On top of this, there is an administrative deadlock, because many drugs would need to be approved very quickly, and this involves very strict and slow regulatory channels. We have medicines that are known to work, but they have not been approved by the authorities and, therefore, we cannot administer them at the hospital. When a specialist diagnoses a patient, they often know that there is a drug that can help him/her, but they also know they face an administrative struggle in order to find funding for a non-authorized drug that is usually quite expensive. In these cases, the hospital has to bear the cost directly and sometimes decides not to do so, normally because of a lack of proven evidence in clinical trials. And, despite the fact that all this generates a psychological burden and a considerable workload for the professional, in the end it is the patient who pays for it.
Once a professional has identified or oriented the patient’s problem, the question is to know whether there is the will and the capacity to treat it and monitor it in the long term. If all the capacity is not available, which is usually the case with rare diseases in non-tertiary hospitals, the wishes of the professionals at this level should be to refer to patient to expert centres, and to collaborate in the diagnosis and shared monitoring of the patients. We still lack a great deal of infrastructure dedicated to rare diseases: more hospitals dedicated to them, more financial backing for referral hospitals in the form of more staff and the means to be able to diagnose and treat as many patients as possible. Of course, a larger budget is also needed for drugs and to authorize those that are useful in real life. Resources are required to promote research along with the training of more qualified professionals to treat these diseases.
The ERNs are divided up into 24 thematic networks. They were created in 2010 and the Hospital Clínic is currently a member of 11 of these networks. The aim is to ensure knowledge can travel, and not the patients. Complex cases are discussed by doctors from all the European centres in order to increase global knowledge, find specific solutions or studies that can benefit patients. In the future, they will also be used to conduct joint clinical trials with patients all over Europe, to implement a network of patient records and learn more about the characteristics and possible treatments for rare diseases.
In the same way that ERNs are very focused on research, there are two reference centre networks that are active in the area of care. They are the Network of Clinical Expertise Units (Xarxa d’Unitats d’Expertesa Clínica, XUEC), which depends on the Department of Health and operates in Catalonia, and the Ministry of Health’s Referral Centres, Services and Units (Centros Servicios y Unidades de Referencia, CSUR), which treats patients all over Spain. In the XUEC, any patient from any part of Catalonia can be seen and treated in a Catalan referral hospital. The ones that are treated at the Hospital Clínic are patients with hereditary metabolic diseases, rare kidney diseases, immunodeficiency disorders, autoinflammatory diseases, autoimmune diseases, and rare epilepsies.
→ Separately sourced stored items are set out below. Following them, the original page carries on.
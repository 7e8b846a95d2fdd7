// ABOUTME: Renderer that pipes resolved markup through an external program
// ABOUTME: Builds arguments from render options and reads the document from stdout

use async_trait::async_trait;
use std::io::ErrorKind;
use std::process::Stdio;
use tokio::io::AsyncWriteExt;
use tokio::process::Command;
use tracing::{debug, error, info};

use super::config::RenderOptions;
use super::error::{RenderError, Result};
use super::{DocumentRenderer, RenderRequest, RenderedDocument};
use crate::template::{Context, TemplateEngine};

/// Runs a converter such as `wkhtmltopdf` with markup on stdin.
///
/// Arguments are templates resolved against the serialized [`RenderOptions`]
/// with dotted lookup, so `{format}` and `{margin.top}` expand to option
/// values and `?{landscape --orientation}?` only appears when landscape is
/// set. Arguments that resolve to an empty string are dropped.
#[derive(Debug, Clone)]
pub struct CommandRenderer {
    program: String,
    args: Vec<String>,
    engine: TemplateEngine,
}

impl CommandRenderer {
    pub fn new(program: impl Into<String>, args: Vec<String>) -> Self {
        Self {
            program: program.into(),
            args,
            engine: TemplateEngine::new().with_path_lookup(),
        }
    }

    /// `wkhtmltopdf` reading HTML from stdin and writing PDF to stdout
    pub fn wkhtmltopdf() -> Self {
        Self::new("wkhtmltopdf", default_wkhtmltopdf_args())
    }

    pub fn program(&self) -> &str {
        &self.program
    }

    /// Resolve argument templates for the given options
    pub fn build_args(&self, options: &RenderOptions) -> Result<Vec<String>> {
        let context = Context::from_serializable(options)?;
        Ok(self
            .args
            .iter()
            .map(|arg| {
                if self.engine.has_markup(arg) {
                    self.engine.resolve(arg, Some(&context))
                } else {
                    arg.clone()
                }
            })
            .filter(|arg| !arg.is_empty())
            .collect())
    }
}

pub fn default_wkhtmltopdf_args() -> Vec<String> {
    [
        "--quiet",
        "--page-size",
        "{format}",
        "--margin-top",
        "{margin.top}",
        "--margin-bottom",
        "{margin.bottom}",
        "--margin-left",
        "{margin.left}",
        "--margin-right",
        "{margin.right}",
        "?{landscape --orientation}?",
        "?{landscape Landscape}?",
        "?{printBackground --background}?",
        "?{!printBackground --no-background}?",
        "-",
        "-",
    ]
    .iter()
    .map(|s| s.to_string())
    .collect()
}

#[async_trait]
impl DocumentRenderer for CommandRenderer {
    async fn render(&self, request: &RenderRequest) -> Result<RenderedDocument> {
        let args = self.build_args(&request.options)?;
        debug!("Running renderer: {} {:?}", self.program, args);

        let mut child = Command::new(&self.program)
            .args(&args)
            .stdin(Stdio::piped())
            .stdout(Stdio::piped())
            .stderr(Stdio::piped())
            .kill_on_drop(true)
            .spawn()?;

        let mut stdin = child.stdin.take().ok_or_else(|| {
            RenderError::IoError(std::io::Error::other("renderer stdin was not captured"))
        })?;
        let content = request.content.clone().into_bytes();
        let writer = tokio::spawn(async move {
            stdin.write_all(&content).await?;
            stdin.shutdown().await
        });

        let output = child.wait_with_output().await?;
        let write_result = writer.await?;

        if !output.status.success() {
            let stderr = String::from_utf8_lossy(&output.stderr).trim().to_string();
            error!("Renderer {} failed: {}", self.program, stderr);
            return Err(RenderError::CommandFailed {
                program: self.program.clone(),
                status: output.status.to_string(),
                stderr,
            });
        }

        // A converter may exit before draining stdin
        match write_result {
            Err(e) if e.kind() != ErrorKind::BrokenPipe => return Err(e.into()),
            _ => {}
        }

        if output.stdout.is_empty() {
            return Err(RenderError::EmptyDocument {
                renderer: self.program.clone(),
            });
        }

        info!(
            "Rendered document with {} ({} bytes)",
            self.program,
            output.stdout.len()
        );
        Ok(RenderedDocument::new(output.stdout, self.name()))
    }

    fn name(&self) -> &'static str {
        "command"
    }
}

#[cfg(test)]
mod tests {
    use super::*;
    use crate::render::PageMargins;

    #[test]
    fn test_default_args() {
        let renderer = CommandRenderer::wkhtmltopdf();
        let args = renderer.build_args(&RenderOptions::default()).unwrap();

        assert_eq!(
            args,
            vec![
                "--quiet",
                "--page-size",
                "A4",
                "--margin-top",
                "50px",
                "--margin-bottom",
                "50px",
                "--margin-left",
                "50px",
                "--margin-right",
                "50px",
                "--no-background",
                "-",
                "-",
            ]
        );
    }

    #[test]
    fn test_conditional_args() {
        let renderer = CommandRenderer::wkhtmltopdf();
        let options = RenderOptions {
            landscape: true,
            print_background: true,
            margin: PageMargins::uniform("1cm"),
            ..RenderOptions::default()
        };
        let args = renderer.build_args(&options).unwrap();

        assert!(args.windows(2).any(|w| w == ["--orientation", "Landscape"]));
        assert!(args.contains(&"--background".to_string()));
        assert!(!args.contains(&"--no-background".to_string()));
        assert!(args.windows(2).any(|w| w == ["--margin-top", "1cm"]));
    }

    #[test]
    fn test_plain_args_pass_through() {
        let renderer = CommandRenderer::new(
            "convert",
            vec!["--title".to_string(), "Q1 ?report".to_string(), "{}".to_string()],
        );

        assert_eq!(
            renderer.build_args(&RenderOptions::default()).unwrap(),
            vec!["--title", "Q1 ?report", "{}"]
        );
    }

    #[test]
    fn test_extra_options_in_args() {
        let renderer = CommandRenderer::new("convert", vec!["--dpi={dpi}".to_string()]);
        let options = RenderOptions::default().with_option("dpi", 300);

        assert_eq!(renderer.build_args(&options).unwrap(), vec!["--dpi=300"]);
    }

    #[tokio::test]
    async fn test_render_through_cat() {
        let renderer = CommandRenderer::new("cat", Vec::new());
        let request = RenderRequest::new("<p>Hello</p>", RenderOptions::default());

        let document = renderer.render(&request).await.unwrap();
        assert_eq!(document.bytes, b"<p>Hello</p>");
        assert_eq!(document.renderer, "command");
    }

    #[tokio::test]
    async fn test_render_passes_options() {
        let renderer = CommandRenderer::new(
            "sh",
            vec!["-c".to_string(), "cat; printf ' %s' \"$0\"".to_string(), "{format}".to_string()],
        );
        let request = RenderRequest::new("doc", RenderOptions::default().with_format("Letter"));

        let document = renderer.render(&request).await.unwrap();
        assert_eq!(document.bytes, b"doc Letter");
    }

    #[tokio::test]
    async fn test_failing_command() {
        let renderer = CommandRenderer::new(
            "sh",
            vec!["-c".to_string(), "echo broken >&2; exit 3".to_string()],
        );
        let request = RenderRequest::new("<p>Hello</p>", RenderOptions::default());

        match renderer.render(&request).await {
            Err(RenderError::CommandFailed { stderr, .. }) => assert_eq!(stderr, "broken"),
            other => panic!("expected command failure, got {:?}", other),
        }
    }

    #[tokio::test]
    async fn test_empty_output() {
        let renderer = CommandRenderer::new("true", Vec::new());
        let request = RenderRequest::new("<p>Hello</p>", RenderOptions::default());

        let err = renderer.render(&request).await.unwrap_err();
        assert!(matches!(err, RenderError::EmptyDocument { .. }));
    }

    #[tokio::test]
    async fn test_missing_program() {
        let renderer = CommandRenderer::new("docmint-no-such-renderer", Vec::new());
        let request = RenderRequest::new("x", RenderOptions::default());

        let err = renderer.render(&request).await.unwrap_err();
        assert!(matches!(err, RenderError::IoError(_)));
    }
}
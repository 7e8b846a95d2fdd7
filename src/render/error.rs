// ABOUTME: Error types for document rendering
// ABOUTME: Wraps failures of external renderer processes and services

use thiserror::Error;

#[derive(Error, Debug)]
pub enum RenderError {
    #[error("Renderer command {program} failed with {status}: {stderr}")]
    CommandFailed {
        program: String,
        status: String,
        stderr: String,
    },

    #[error("Renderer service returned status {status}: {body}")]
    HttpStatus { status: u16, body: String },

    #[error("Renderer {renderer} produced an empty document")]
    EmptyDocument { renderer: String },

    #[error("Invalid render options: {0}")]
    InvalidOptions(#[from] crate::template::TemplateError),

    #[error("IO error: {0}")]
    IoError(#[from] std::io::Error),

    #[error("HTTP request error: {0}")]
    HttpError(#[from] reqwest::Error),

    #[error("Join error: {0}")]
    JoinError(#[from] tokio::task::JoinError),
}

pub type Result<T> = std::result::Result<T, RenderError>;
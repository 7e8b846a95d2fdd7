// ABOUTME: Template engine module for docmint
// ABOUTME: Provides conditional block evaluation, placeholder substitution, and context lookup

pub mod conditions;
pub mod context;
pub mod engine;
pub mod error;
pub mod placeholders;

pub use conditions::{evaluate, ConditionalBlock};
pub use context::{display_value, is_truthy, Context, FieldLookup};
pub use engine::{EngineConfig, TemplateEngine};
pub use error::{Result, TemplateError};
pub use placeholders::substitute;
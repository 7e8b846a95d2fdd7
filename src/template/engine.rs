// ABOUTME: Template engine composing conditional evaluation and placeholder substitution
// ABOUTME: Holds the lookup mode and substitution bound used for every resolution

use serde::{Deserialize, Serialize};
use tracing::debug;

use super::conditions;
use super::context::{Context, FieldLookup};
use super::placeholders::{self, DEFAULT_MAX_SUBSTITUTIONS};

#[derive(Debug, Clone, PartialEq, Eq, Serialize, Deserialize)]
pub struct EngineConfig {
    #[serde(default)]
    pub lookup: FieldLookup,
    /// Replacements allowed beyond one per `}` in the input
    #[serde(default = "default_max_substitutions")]
    pub max_substitutions: usize,
}

fn default_max_substitutions() -> usize {
    DEFAULT_MAX_SUBSTITUTIONS
}

impl Default for EngineConfig {
    fn default() -> Self {
        Self {
            lookup: FieldLookup::Flat,
            max_substitutions: DEFAULT_MAX_SUBSTITUTIONS,
        }
    }
}

/// Resolves template markup against a context.
///
/// Conditional blocks are evaluated first so that placeholders inside hidden
/// blocks are never substituted. The engine keeps no state between calls.
#[derive(Debug, Clone, Default)]
pub struct TemplateEngine {
    config: EngineConfig,
}

impl TemplateEngine {
    /// Create an engine with flat field lookup
    pub fn new() -> Self {
        Self::default()
    }

    pub fn with_config(config: EngineConfig) -> Self {
        Self { config }
    }

    /// Resolve dotted field names through nested context values
    pub fn with_path_lookup(mut self) -> Self {
        self.config.lookup = FieldLookup::Path;
        self
    }

    pub fn config(&self) -> &EngineConfig {
        &self.config
    }

    /// Evaluate conditional blocks, then substitute placeholders
    pub fn resolve(&self, text: &str, context: Option<&Context>) -> String {
        let evaluated = self.evaluate(text, context);
        let resolved = self.substitute(&evaluated, context);
        debug!(
            "Resolved template ({} chars -> {} chars)",
            text.len(),
            resolved.len()
        );
        resolved
    }

    pub fn evaluate(&self, text: &str, context: Option<&Context>) -> String {
        conditions::evaluate_with(text, context, self.config.lookup)
    }

    pub fn substitute(&self, text: &str, context: Option<&Context>) -> String {
        placeholders::substitute_with(
            text,
            context,
            self.config.lookup,
            self.config.max_substitutions,
        )
    }

    /// Check if a string contains conditional or placeholder markup
    pub fn has_markup(&self, text: &str) -> bool {
        conditions::find_block(text).is_some() || (text.contains('{') && text.contains('}'))
    }
}
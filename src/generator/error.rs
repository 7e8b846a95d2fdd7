// ABOUTME: Error types for document generation
// ABOUTME: Surfaces template read failures and renderer failures to the caller

use thiserror::Error;

#[derive(Error, Debug)]
pub enum GenerateError {
    #[error("Template source error: {0}")]
    SourceRead(#[from] crate::source::SourceError),

    #[error("Render error: {0}")]
    Render(#[from] crate::render::RenderError),
}

pub type Result<T> = std::result::Result<T, GenerateError>;
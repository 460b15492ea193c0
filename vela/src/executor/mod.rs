//! Fetch execution: drive a plan's provider calls with retry, cooldown, and
//! a shared request budget.

use std::time::Duration;

use vela_core::{Bar, FetchTask, PriceProvider, SyncConfig, SyncError};

mod budget;
mod retry;

pub use budget::RequestBudget;
pub use retry::{RetrySchedule, RetryState, RetryStep, jittered};

/// Terminal result of one fetch task.
#[derive(Debug)]
pub struct FetchOutcome {
    /// The task this outcome belongs to.
    pub task: FetchTask,
    /// Bars on success; the terminal classified error otherwise.
    pub result: Result<Vec<Bar>, SyncError>,
    /// Provider attempts consumed, including retries.
    pub attempts: u32,
}

/// Runs a plan's fetch tasks against the provider, strictly in planner
/// order within one asset.
pub struct FetchExecutor<'a> {
    provider: &'a dyn PriceProvider,
    budget: &'a RequestBudget,
    cfg: &'a SyncConfig,
}

impl<'a> FetchExecutor<'a> {
    /// Executor bound to one provider, budget, and configuration.
    #[must_use]
    pub const fn new(
        provider: &'a dyn PriceProvider,
        budget: &'a RequestBudget,
        cfg: &'a SyncConfig,
    ) -> Self {
        Self {
            provider,
            budget,
            cfg,
        }
    }

    /// Execute every non-consolidation task, in order.
    ///
    /// A task failing terminally never aborts the remaining tasks; the
    /// failure lands in that task's outcome and execution continues.
    pub async fn execute(&self, symbol: &str, tasks: &[FetchTask]) -> Vec<FetchOutcome> {
        let mut outcomes = Vec::with_capacity(tasks.len());
        for task in tasks.iter().filter(|task| !task.is_consolidation()) {
            outcomes.push(self.run_task(symbol, task).await);
        }
        outcomes
    }

    async fn run_task(&self, symbol: &str, task: &FetchTask) -> FetchOutcome {
        let mut schedule = RetrySchedule::new(
            self.cfg.max_retry_attempts,
            self.cfg.backoff,
            Duration::from_millis(self.cfg.default_cooldown_ms),
        );
        let mut attempts = 0;
        let result = loop {
            let Some(attempt) = schedule.begin() else {
                break Err(SyncError::transient(
                    self.provider.name(),
                    "retry schedule exhausted before launch",
                ));
            };
            attempts = attempt;
            self.budget.acquire().await;
            match self.attempt(symbol, task).await {
                Ok(bars) => {
                    tracing::debug!(
                        symbol,
                        granularity = %task.granularity,
                        range = %task.range,
                        bars = bars.len(),
                        attempt,
                        "fetch succeeded"
                    );
                    break Ok(bars);
                }
                Err(err) => match schedule.on_failure(&err) {
                    RetryStep::RetryAfter(delay) => {
                        tracing::warn!(
                            symbol,
                            range = %task.range,
                            attempt,
                            delay_ms = u64::try_from(delay.as_millis()).unwrap_or(u64::MAX),
                            error = %err,
                            "fetch attempt failed; backing off"
                        );
                        tokio::time::sleep(delay).await;
                    }
                    RetryStep::GiveUp => {
                        tracing::warn!(symbol, range = %task.range, attempt, error = %err, "fetch task abandoned");
                        break Err(if err.is_retryable() {
                            SyncError::RetriesExhausted {
                                attempts: attempt,
                                last: Box::new(err),
                            }
                        } else {
                            err
                        });
                    }
                },
            }
        };
        FetchOutcome {
            task: *task,
            result,
            attempts,
        }
    }

    async fn attempt(&self, symbol: &str, task: &FetchTask) -> Result<Vec<Bar>, SyncError> {
        match tokio::time::timeout(
            self.cfg.provider_timeout,
            self.provider.fetch(symbol, task.granularity, task.range),
        )
        .await
        {
            Ok(result) => result,
            Err(_) => Err(SyncError::transient(
                self.provider.name(),
                format!("no response within {:?}", self.cfg.provider_timeout),
            )),
        }
    }
}
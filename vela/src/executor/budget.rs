//! Sliding-window budget for provider calls.

use std::sync::Mutex;
use std::time::{Duration, Instant};

/// Requests-per-window budget shared across the worker pool.
///
/// A window admits `limit` calls; once spent, [`RequestBudget::acquire`]
/// waits out the remainder of the window. Window boundaries stay aligned
/// even across idle stretches.
#[derive(Debug)]
pub struct RequestBudget {
    limit: u32,
    window: Duration,
    runtime: Mutex<BudgetRuntime>,
}

#[derive(Debug)]
struct BudgetRuntime {
    used: u32,
    window_start: Instant,
}

impl RequestBudget {
    /// Budget admitting `limit` calls per minute.
    #[must_use]
    pub fn per_minute(limit: u32) -> Self {
        Self::new(limit, Duration::from_secs(60))
    }

    /// Budget admitting `limit` calls per `window`.
    #[must_use]
    pub fn new(limit: u32, window: Duration) -> Self {
        Self {
            limit,
            window,
            runtime: Mutex::new(BudgetRuntime {
                used: 0,
                window_start: Instant::now(),
            }),
        }
    }

    /// Calls still admitted in the current window.
    ///
    /// # Panics
    /// Panics if the internal mutex is poisoned.
    #[must_use]
    pub fn remaining(&self) -> u32 {
        let mut rt = self.runtime.lock().expect("budget mutex poisoned");
        Self::roll_window(&mut rt, self.window, Instant::now());
        self.limit.saturating_sub(rt.used)
    }

    /// Wait until the budget admits one more call, then consume it.
    ///
    /// # Panics
    /// Panics if the internal mutex is poisoned.
    pub async fn acquire(&self) {
        loop {
            match self.try_acquire() {
                Ok(()) => return,
                Err(wait) => tokio::time::sleep(wait.max(Duration::from_millis(1))).await,
            }
        }
    }

    fn try_acquire(&self) -> Result<(), Duration> {
        let mut rt = self.runtime.lock().expect("budget mutex poisoned");
        let now = Instant::now();
        Self::roll_window(&mut rt, self.window, now);
        if rt.used < self.limit {
            rt.used += 1;
            Ok(())
        } else {
            Err(self.window.saturating_sub(now.duration_since(rt.window_start)))
        }
    }

    /// Advance `window_start` past elapsed whole windows so boundaries stay
    /// aligned even with gaps in usage.
    fn roll_window(rt: &mut BudgetRuntime, window: Duration, now: Instant) {
        let elapsed = now.duration_since(rt.window_start);
        if elapsed >= window {
            let windows_passed = elapsed.as_nanos() / window.as_nanos();
            let boundary_offset = Duration::from_nanos(
                u64::try_from(windows_passed.saturating_mul(window.as_nanos()))
                    .unwrap_or(u64::MAX),
            );
            rt.window_start += boundary_offset;
            rt.used = 0;
        }
    }
}
//! Folding hourly bars into daily bars with exact numeric semantics.

use chrono::{DateTime, Duration, NaiveDate, NaiveTime, Utc};

use crate::types::{Bar, TimeRange};

/// Floor a timestamp to the start of its UTC calendar day.
#[must_use]
pub fn day_floor(ts: DateTime<Utc>) -> DateTime<Utc> {
    ts.date_naive().and_time(NaiveTime::MIN).and_utc()
}

/// UTC day bounds `[00:00, next day 00:00)` for `date`.
#[must_use]
pub fn day_bounds(date: NaiveDate) -> TimeRange {
    let start = date.and_time(NaiveTime::MIN).and_utc();
    TimeRange {
        start,
        end: start + Duration::days(1),
    }
}

/// Every UTC calendar day touched by `range`, oldest first.
#[must_use]
pub fn days_in(range: &TimeRange) -> Vec<NaiveDate> {
    let mut days = Vec::new();
    if range.is_empty() {
        return days;
    }
    let mut day = range.start.date_naive();
    // The end bound is exclusive: a range ending exactly at midnight does
    // not touch that day.
    let last = (range.end - Duration::nanoseconds(1)).date_naive();
    while day <= last {
        days.push(day);
        match day.succ_opt() {
            Some(next) => day = next,
            None => break,
        }
    }
    days
}

/// Fold one calendar day of hourly bars into a single daily bar.
///
/// - open = earliest bar's open, close = latest bar's close
/// - high = max high, low = min low
/// - volume = sum, saturating through a `u128` intermediate
/// - the result's `ts` is the day start (00:00:00 UTC)
///
/// Input order does not matter; callers pass bars already scoped to `date`.
/// Returns `None` when `bars` is empty (an empty day is a no-op).
#[must_use]
pub fn fold_daily(date: NaiveDate, mut bars: Vec<Bar>) -> Option<Bar> {
    bars.sort_by_key(|bar| bar.ts);

    let mut iter = bars.into_iter();
    let first = iter.next()?;
    let open = first.open;
    let mut high = first.high;
    let mut low = first.low;
    let mut close = first.close;
    let mut vol_sum = u128::from(first.volume);

    for bar in iter {
        if bar.high > high {
            high = bar.high;
        }
        if bar.low < low {
            low = bar.low;
        }
        close = bar.close;
        vol_sum += u128::from(bar.volume);
    }

    Some(Bar {
        ts: day_bounds(date).start,
        open,
        high,
        low,
        close,
        volume: u64::try_from(vol_sum.min(u128::from(u64::MAX))).unwrap_or(u64::MAX),
    })
}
On the other hand, the CSUR accreditations are granted to expert centres for conducting specific diagnostic or therapeutic procedures or treating a group of diseases. In the case of the Hospital Clínic, we have services and units accredited as CSUR in hereditary / familial heart diseases, refractory epilepsy, hereditary ataxias and paraplegias, movement disorders, complex pulmonary hypertension, epidermolysis bullosa, hereditary disorders of keratinization, complex glomerular diseases, systemic autoimmune diseases and autoinflammatory diseases.